### Task to complete
Set down exactly the lines of the records from the top to the line containing "#[derive(Debug, Clone, Deserialize, Serialize)]"; include both.

──────── Extracted information ────────

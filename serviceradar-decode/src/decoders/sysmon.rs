//! Sysmon decoder.
//!
//! Host-level system metrics (CPU, disk, memory, process table). The
//! reporting host is registered as a device (`source=self_reported`); the
//! actual buffering and stall detection live behind [`SysmonStallTracker`]
//! since they require state across calls, which the dispatcher owns.

use serde::{Deserialize, Serialize};
use serviceradar_common::{CoreError, DiscoverySource, Result, SysmonStatus};

use crate::builder::DeviceUpdateBuilder;
use crate::decoders::{DecodeContext, DecodeOutput};

#[derive(Debug, Clone, Deserialize, Serialize)]
pub struct SysmonPayload {
    #[serde(default)]
    pub available: bool,
    #[serde(default)]
    pub response_time: Option<i64>,
    pub status: SysmonStatus,
}

/// Decoded sysmon payload plus the host device update and stall signal,
/// ready for the dispatcher's buffer/stall-tracker to consume.
pub struct SysmonDecoded {
    pub output: DecodeOutput,
    pub host_id: String,
    pub stalled: bool,
    /// The raw system snapshot, forwarded to the sysmon buffer untouched.
    pub status: SysmonStatus,
}

pub fn decode(ctx: &DecodeContext, message: &[u8]) -> Result<SysmonDecoded> {
    let chunks: Vec<SysmonPayload> = serviceradar_common::chunked::decode_concatenated(message);
    let payload = chunks
        .into_iter()
        .last()
        .ok_or_else(|| CoreError::decode("sysmon", "payload did not decode"))?;

    let ip = if payload.status.host_ip.is_empty() {
        ctx.source_ip.clone()
    } else {
        payload.status.host_ip.clone()
    };

    let update = DeviceUpdateBuilder::new(&ctx.partition, &ip, DiscoverySource::SelfReported)
        .agent_id(ctx.agent_id.clone())
        .poller_id(ctx.poller_id.clone())
        .timestamp(ctx.timestamp)
        .available(payload.available)
        .hostname(if payload.status.host_id.is_empty() {
            None
        } else {
            Some(payload.status.host_id.clone())
        })
        .metadata("sysmon_response_time_ns", payload.response_time.unwrap_or(0).to_string())
        .build();

    let mut output = DecodeOutput::default();
    let stalled = payload.status.is_empty_of_capability_data();
    output.device_updates.push(update);

    Ok(SysmonDecoded {
        output,
        host_id: payload.status.host_id.clone(),
        stalled,
        status: payload.status,
    })
}

#[cfg(test)]
mod tests {
    use super::*;

    fn ctx() -> DecodeContext {
        DecodeContext {
            poller_id: "poller1".to_string(),
            agent_id: "agent1".to_string(),
            partition: "default".to_string(),
            source_ip: "10.0.0.10".to_string(),
            timestamp: 1_700_000_000_000,
            service_name: "sysmon".to_string(),
        }
    }

    #[test]
    fn decodes_and_registers_host_device() {
        let payload = br#"{
            "available": true,
            "response_time": 500000,
            "status": {
                "timestamp": 1700000000,
                "host_id": "web01",
                "host_ip": "10.0.0.5",
                "cpus": [{"core": 0, "usage": 12.5}],
                "disks": [],
                "memory": {"total": 1024, "used": 512},
                "processes": []
            }
        }"#;

        let decoded = decode(&ctx(), payload).unwrap();
        assert_eq!(decoded.output.device_updates.len(), 1);
        assert_eq!(decoded.output.device_updates[0].ip, "10.0.0.5");
        assert!(!decoded.stalled);
        assert_eq!(decoded.status.cpus.len(), 1);
        assert!(decoded.status.memory.is_some());
    }

    #[test]
    fn empty_capability_data_signals_stall() {
        let payload = br#"{
            "available": true,
            "status": {"host_id": "web01", "host_ip": "10.0.0.5"}
        }"#;

        let decoded = decode(&ctx(), payload).unwrap();
        assert!(decoded.stalled);
    }

    #[test]
    fn missing_host_ip_falls_back_to_report_source_ip() {
        let payload = br#"{"available": true, "status": {"host_id": "web01"}}"#;
        let decoded = decode(&ctx(), payload).unwrap();
        assert_eq!(decoded.output.device_updates[0].ip, "10.0.0.10");
    }
}
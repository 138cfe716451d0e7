//! Permissive decoding of concatenated/chunked JSON payloads.
//!
//! Several upstream services stream JSON without framing: a single
//! `message` buffer may contain more than one top-level JSON value
//! concatenated back-to-back (`{...}{...}` or `[...][...]`). The normal
//! `serde_json::from_slice` call fails outright on such input, so callers
//! fall back to a streaming deserializer that reads one value at a time.

use serde::de::DeserializeOwned;
use serde_json::Deserializer;

/// Try a single decode first; on failure, stream-decode successive
/// top-level JSON values and return all of them in order.
///
/// Returns an empty vector only if no value could be decoded at all.
pub fn decode_concatenated<T: DeserializeOwned>(bytes: &[u8]) -> Vec<T> {
    if let Ok(single) = serde_json::from_slice::<T>(bytes) {
        return vec![single];
    }

    let mut values = Vec::new();
    let mut stream = Deserializer::from_slice(bytes).into_iter::<T>();
    for item in &mut stream {
        match item {
            Ok(value) => values.push(value),
            Err(_) => break,
        }
    }
    values
}

/// Merge a sequence of objects that each carry a `hosts`-like list field,
/// keeping the *last* summary-level fields but the union of all per-host
/// entries across chunks.
///
/// `extract_hosts` pulls the list out of one decoded chunk; `merge_hosts`
/// appends it onto the accumulator.
pub fn merge_object_chunks<T, H>(
    chunks: Vec<T>,
    mut extract_hosts: impl FnMut(&mut T) -> Vec<H>,
) -> Option<(T, Vec<H>)> {
    let mut iter = chunks.into_iter();
    let mut last = iter.next()?;
    let mut hosts = extract_hosts(&mut last);

    for mut chunk in iter {
        hosts.append(&mut extract_hosts(&mut chunk));
        last = chunk;
    }

    Some((last, hosts))
}

#[cfg(test)]
mod tests {
    use super::*;
    use serde::Deserialize;

    #[derive(Debug, Deserialize)]
    struct Envelope {
        network: String,
        hosts: Vec<String>,
    }

    #[test]
    fn decodes_single_object() {
        let bytes = br#"{"network":"a","hosts":["1"]}"#;
        let decoded: Vec<Envelope> = decode_concatenated(bytes);
        assert_eq!(decoded.len(), 1);
    }

    #[test]
    fn decodes_concatenated_objects() {
        let bytes =
            br#"{"network":"a","hosts":["1"]}{"network":"b","hosts":["2","3"]}"#;
        let decoded: Vec<Envelope> = decode_concatenated(bytes);
        assert_eq!(decoded.len(), 2);
        assert_eq!(decoded[1].network, "b");
    }

    #[test]
    fn merges_hosts_keeping_last_summary() {
        let bytes =
            br#"{"network":"a","hosts":[]}{"network":"b","hosts":["1"]}"#;
        let decoded: Vec<Envelope> = decode_concatenated(bytes);
        let (summary, hosts) =
            merge_object_chunks(decoded, |e| std::mem::take(&mut e.hosts)).unwrap();
        assert_eq!(summary.network, "b");
        assert_eq!(hosts, vec!["1".to_string()]);
    }

    #[test]
    fn decodes_concatenated_arrays() {
        let bytes = br#"[1,2,3][4,5]"#;
        let decoded: Vec<Vec<i32>> = decode_concatenated(bytes);
        assert_eq!(decoded, vec![vec![1, 2, 3], vec![4, 5]]);
    }

    #[test]
    fn returns_empty_on_garbage() {
        let decoded: Vec<Envelope> = decode_concatenated(b"not json at all");
        assert!(decoded.is_empty());
    }
}
use std::future::Future;

use chrono::{DateTime, Utc};

use crate::pod::PodListing;
use crate::PodlogError;

/// Cluster introspection: lists the pods of a namespace.
pub trait PodSource: Send + Sync {
    fn list_pods(
        &self,
        namespace: &str,
    ) -> impl Future<Output = Result<Vec<PodListing>, PodlogError>> + Send;
}

/// Log retrieval for a single pod.
///
/// Implementations must return only the text emitted since `since`, and fail
/// with an error when that bound cannot be honoured rather than falling back
/// to unbounded history.
pub trait LogSource: Send + Sync {
    fn fetch_logs(
        &self,
        pod_name: &str,
        since: DateTime<Utc>,
    ) -> impl Future<Output = Result<String, PodlogError>> + Send;
}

────────

### Reply
filename serviceradar-decode/src/decoders/sysmon.rs
//! Sysmon decoder.
//!
//! Host-level system metrics (CPU, disk, memory, process table). The
//! reporting host is registered as a device (`source=self_reported`); the
//! actual buffering and stall detection live behind [`SysmonStallTracker`]
//! since they require state across calls, which the dispatcher owns.

use serde::{Deserialize, Serialize};
use serviceradar_common::{CoreError, DiscoverySource, Result, SysmonStatus};

use crate::builder::DeviceUpdateBuilder;
use crate::decoders::{DecodeContext, DecodeOutput};

#[derive(Debug, Clone, Deserialize, Serialize)]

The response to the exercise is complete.